Begin at the line containing "EMBEDDING_API_KEY. Returns None" in the entries below and end at the line containing "when no embedding"; transcribe that range exactly and nothing outside it.

Data items
____________________
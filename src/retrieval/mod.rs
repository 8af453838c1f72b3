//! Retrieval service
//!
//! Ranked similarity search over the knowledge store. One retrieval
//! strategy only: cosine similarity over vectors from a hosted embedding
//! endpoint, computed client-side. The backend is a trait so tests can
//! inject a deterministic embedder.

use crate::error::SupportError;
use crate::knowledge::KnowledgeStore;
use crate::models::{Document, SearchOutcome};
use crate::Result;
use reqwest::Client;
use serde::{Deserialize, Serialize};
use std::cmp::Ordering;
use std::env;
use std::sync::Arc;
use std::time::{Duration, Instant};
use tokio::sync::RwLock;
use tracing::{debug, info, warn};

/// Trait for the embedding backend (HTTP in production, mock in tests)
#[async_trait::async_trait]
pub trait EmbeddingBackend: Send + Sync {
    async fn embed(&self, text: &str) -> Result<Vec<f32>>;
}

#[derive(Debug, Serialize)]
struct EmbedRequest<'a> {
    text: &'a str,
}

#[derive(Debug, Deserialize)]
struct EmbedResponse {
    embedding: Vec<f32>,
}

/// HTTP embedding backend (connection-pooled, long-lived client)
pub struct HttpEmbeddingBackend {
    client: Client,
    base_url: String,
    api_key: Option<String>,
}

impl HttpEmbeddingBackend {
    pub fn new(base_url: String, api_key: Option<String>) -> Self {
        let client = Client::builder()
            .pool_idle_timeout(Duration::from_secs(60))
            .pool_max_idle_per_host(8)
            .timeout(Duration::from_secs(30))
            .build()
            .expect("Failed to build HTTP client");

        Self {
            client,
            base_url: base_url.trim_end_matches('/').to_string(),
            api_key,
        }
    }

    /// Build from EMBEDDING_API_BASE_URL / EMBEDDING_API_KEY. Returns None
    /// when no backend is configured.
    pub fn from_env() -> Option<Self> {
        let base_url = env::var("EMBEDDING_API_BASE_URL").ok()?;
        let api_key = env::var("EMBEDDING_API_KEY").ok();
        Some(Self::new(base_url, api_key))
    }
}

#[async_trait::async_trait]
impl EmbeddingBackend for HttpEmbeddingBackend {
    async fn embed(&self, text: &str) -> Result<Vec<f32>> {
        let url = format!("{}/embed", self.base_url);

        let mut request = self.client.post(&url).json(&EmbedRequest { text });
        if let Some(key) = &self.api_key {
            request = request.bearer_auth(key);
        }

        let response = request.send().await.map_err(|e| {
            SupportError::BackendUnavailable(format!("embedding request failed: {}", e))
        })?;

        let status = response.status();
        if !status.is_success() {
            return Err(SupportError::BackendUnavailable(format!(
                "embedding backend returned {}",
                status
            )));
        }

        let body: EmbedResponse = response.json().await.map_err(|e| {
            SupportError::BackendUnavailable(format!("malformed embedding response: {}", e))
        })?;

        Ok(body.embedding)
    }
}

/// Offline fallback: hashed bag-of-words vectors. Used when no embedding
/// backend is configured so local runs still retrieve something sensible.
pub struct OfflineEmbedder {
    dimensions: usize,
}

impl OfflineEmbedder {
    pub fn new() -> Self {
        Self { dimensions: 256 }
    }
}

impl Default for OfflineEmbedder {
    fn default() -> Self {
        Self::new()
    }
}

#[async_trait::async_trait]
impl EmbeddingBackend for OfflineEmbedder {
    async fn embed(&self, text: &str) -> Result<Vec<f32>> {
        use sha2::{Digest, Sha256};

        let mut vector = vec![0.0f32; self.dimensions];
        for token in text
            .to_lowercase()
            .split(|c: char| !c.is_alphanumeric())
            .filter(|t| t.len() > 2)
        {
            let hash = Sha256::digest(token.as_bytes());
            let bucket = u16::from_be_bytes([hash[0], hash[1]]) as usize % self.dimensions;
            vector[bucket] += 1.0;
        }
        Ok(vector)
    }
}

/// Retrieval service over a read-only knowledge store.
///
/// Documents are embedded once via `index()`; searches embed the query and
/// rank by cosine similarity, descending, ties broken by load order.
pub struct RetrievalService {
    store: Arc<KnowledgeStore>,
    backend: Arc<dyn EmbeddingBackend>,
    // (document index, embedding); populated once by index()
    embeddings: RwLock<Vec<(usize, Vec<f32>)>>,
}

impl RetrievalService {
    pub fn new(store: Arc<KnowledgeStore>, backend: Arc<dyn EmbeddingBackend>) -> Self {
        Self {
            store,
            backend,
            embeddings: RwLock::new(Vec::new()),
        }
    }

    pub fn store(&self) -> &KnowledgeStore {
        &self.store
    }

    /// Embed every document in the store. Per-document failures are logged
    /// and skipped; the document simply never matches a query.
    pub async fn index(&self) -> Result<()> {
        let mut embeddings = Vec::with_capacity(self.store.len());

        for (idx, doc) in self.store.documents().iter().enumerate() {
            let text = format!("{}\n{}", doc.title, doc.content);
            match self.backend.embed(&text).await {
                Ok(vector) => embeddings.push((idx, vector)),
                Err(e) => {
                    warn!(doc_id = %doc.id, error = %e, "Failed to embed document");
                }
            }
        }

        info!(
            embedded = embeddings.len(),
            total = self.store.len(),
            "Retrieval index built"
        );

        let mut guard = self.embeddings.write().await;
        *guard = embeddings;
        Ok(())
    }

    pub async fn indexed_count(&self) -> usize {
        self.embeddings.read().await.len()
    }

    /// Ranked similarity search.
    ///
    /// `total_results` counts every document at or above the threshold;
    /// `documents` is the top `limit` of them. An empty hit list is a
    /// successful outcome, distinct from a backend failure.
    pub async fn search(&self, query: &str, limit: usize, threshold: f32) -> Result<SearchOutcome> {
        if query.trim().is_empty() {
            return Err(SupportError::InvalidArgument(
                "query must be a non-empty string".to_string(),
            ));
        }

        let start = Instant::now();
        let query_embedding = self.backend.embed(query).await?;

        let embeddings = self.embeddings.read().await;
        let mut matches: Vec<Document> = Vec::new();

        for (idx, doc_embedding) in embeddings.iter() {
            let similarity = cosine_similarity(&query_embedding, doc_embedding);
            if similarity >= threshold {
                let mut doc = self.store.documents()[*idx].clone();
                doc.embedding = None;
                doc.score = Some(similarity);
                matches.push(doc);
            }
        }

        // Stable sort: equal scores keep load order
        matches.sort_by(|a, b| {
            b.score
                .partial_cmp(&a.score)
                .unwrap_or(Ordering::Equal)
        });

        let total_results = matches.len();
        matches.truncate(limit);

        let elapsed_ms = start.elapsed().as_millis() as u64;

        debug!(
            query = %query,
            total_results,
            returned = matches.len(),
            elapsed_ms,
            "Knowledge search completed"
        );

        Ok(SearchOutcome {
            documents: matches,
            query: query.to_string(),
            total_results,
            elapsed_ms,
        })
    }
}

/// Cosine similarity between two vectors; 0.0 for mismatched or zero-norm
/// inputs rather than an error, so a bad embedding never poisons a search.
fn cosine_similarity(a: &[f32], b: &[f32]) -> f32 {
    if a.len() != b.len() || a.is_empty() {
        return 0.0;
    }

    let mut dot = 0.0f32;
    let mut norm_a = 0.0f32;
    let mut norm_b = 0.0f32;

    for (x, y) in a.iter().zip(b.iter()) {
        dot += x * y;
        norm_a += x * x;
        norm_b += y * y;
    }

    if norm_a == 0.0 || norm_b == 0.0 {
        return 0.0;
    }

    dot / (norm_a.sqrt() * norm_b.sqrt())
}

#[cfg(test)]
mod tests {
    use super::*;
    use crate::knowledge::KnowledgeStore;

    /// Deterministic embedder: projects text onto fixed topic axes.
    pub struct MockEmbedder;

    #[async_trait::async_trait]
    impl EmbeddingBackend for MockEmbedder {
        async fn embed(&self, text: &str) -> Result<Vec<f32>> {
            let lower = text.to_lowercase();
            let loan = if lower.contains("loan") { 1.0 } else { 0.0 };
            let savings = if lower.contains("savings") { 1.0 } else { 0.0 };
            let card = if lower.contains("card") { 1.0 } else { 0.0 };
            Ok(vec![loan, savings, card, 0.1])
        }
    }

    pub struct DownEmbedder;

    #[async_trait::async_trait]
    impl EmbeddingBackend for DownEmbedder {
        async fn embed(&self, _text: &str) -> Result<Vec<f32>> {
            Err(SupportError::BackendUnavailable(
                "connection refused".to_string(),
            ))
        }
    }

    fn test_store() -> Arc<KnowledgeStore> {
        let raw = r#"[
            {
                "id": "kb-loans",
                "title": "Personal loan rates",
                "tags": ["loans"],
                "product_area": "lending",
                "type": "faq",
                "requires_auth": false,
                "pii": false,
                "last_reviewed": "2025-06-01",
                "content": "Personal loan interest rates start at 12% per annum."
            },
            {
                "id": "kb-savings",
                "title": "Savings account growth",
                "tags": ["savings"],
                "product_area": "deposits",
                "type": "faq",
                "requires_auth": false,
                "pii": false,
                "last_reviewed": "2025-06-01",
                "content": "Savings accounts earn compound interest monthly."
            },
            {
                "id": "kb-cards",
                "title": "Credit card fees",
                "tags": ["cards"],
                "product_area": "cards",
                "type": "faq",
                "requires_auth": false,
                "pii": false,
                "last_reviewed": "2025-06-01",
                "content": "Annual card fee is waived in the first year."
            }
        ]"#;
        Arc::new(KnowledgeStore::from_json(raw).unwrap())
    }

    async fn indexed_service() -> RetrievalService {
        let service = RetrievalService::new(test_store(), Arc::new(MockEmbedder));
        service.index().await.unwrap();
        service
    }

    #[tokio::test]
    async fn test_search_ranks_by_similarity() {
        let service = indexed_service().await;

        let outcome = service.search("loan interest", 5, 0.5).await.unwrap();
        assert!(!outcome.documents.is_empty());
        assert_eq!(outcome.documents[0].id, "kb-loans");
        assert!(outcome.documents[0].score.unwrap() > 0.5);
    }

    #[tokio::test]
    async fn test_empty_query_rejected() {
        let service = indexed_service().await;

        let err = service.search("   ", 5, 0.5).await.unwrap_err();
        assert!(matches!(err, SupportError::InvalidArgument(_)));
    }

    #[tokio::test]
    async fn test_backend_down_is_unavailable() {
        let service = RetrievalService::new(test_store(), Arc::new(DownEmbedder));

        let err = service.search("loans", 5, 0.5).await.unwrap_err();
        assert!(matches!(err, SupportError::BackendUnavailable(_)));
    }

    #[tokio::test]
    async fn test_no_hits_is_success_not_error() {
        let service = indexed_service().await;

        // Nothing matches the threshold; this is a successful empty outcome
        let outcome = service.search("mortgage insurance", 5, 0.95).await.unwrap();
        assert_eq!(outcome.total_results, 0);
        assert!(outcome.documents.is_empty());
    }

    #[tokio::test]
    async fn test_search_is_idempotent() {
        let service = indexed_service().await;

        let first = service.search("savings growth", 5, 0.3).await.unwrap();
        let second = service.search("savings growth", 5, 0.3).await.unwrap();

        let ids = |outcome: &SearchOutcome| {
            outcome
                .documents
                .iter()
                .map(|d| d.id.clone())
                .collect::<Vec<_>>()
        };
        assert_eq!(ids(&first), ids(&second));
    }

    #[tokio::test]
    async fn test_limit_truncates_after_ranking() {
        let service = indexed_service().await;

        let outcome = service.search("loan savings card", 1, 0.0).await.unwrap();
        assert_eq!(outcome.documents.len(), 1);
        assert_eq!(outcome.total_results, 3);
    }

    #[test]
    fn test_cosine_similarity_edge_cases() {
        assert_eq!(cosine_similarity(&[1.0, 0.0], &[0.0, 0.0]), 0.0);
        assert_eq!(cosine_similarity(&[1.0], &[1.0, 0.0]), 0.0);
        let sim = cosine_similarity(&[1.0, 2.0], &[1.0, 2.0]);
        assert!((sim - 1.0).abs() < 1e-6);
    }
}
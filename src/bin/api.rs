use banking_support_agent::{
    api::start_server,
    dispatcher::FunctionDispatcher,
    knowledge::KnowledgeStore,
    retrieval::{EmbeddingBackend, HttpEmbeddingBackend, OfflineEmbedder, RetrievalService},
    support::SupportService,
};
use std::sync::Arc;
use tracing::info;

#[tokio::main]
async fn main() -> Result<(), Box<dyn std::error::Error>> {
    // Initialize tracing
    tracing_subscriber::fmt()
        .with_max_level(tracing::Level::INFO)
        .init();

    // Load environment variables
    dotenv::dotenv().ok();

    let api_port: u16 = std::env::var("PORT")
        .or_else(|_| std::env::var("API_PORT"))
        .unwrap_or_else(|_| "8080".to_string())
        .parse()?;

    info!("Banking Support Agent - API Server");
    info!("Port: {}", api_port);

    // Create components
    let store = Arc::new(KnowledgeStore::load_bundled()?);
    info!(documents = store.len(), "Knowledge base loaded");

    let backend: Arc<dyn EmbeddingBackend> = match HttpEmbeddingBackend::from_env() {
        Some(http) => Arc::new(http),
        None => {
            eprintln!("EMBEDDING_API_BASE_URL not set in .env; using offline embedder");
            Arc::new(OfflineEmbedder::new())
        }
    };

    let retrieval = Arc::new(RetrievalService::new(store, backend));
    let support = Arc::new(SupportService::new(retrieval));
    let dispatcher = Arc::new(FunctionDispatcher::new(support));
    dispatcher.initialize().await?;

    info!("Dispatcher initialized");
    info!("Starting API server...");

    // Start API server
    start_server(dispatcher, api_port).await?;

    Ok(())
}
____________________
Solution for this problem:
    /// Build from EMBEDDING_API_BASE_URL / EMBEDDING_API_KEY. Returns None
    /// when no backend is configured.
    pub fn from_env() -> Option<Self> {
        let base_url = env::var("EMBEDDING_API_BASE_URL").ok()?;
        let api_key = env::var("EMBEDDING_API_KEY").ok();
        Some(Self::new(base_url, api_key))
    }
}

#[async_trait::async_trait]
impl EmbeddingBackend for HttpEmbeddingBackend {
    async fn embed(&self, text: &str) -> Result<Vec<f32>> {
        let url = format!("{}/embed", self.base_url);

        let mut request = self.client.post(&url).json(&EmbedRequest { text });
        if let Some(key) = &self.api_key {
            request = request.bearer_auth(key);
        }

        let response = request.send().await.map_err(|e| {
            SupportError::BackendUnavailable(format!("embedding request failed: {}", e))
        })?;

        let status = response.status();
        if !status.is_success() {
            return Err(SupportError::BackendUnavailable(format!(
                "embedding backend returned {}",
                status
            )));
        }

        let body: EmbedResponse = response.json().await.map_err(|e| {
            SupportError::BackendUnavailable(format!("malformed embedding response: {}", e))
        })?;

        Ok(body.embedding)
    }
}

/// Offline fallback: hashed bag-of-words vectors. Used when no embedding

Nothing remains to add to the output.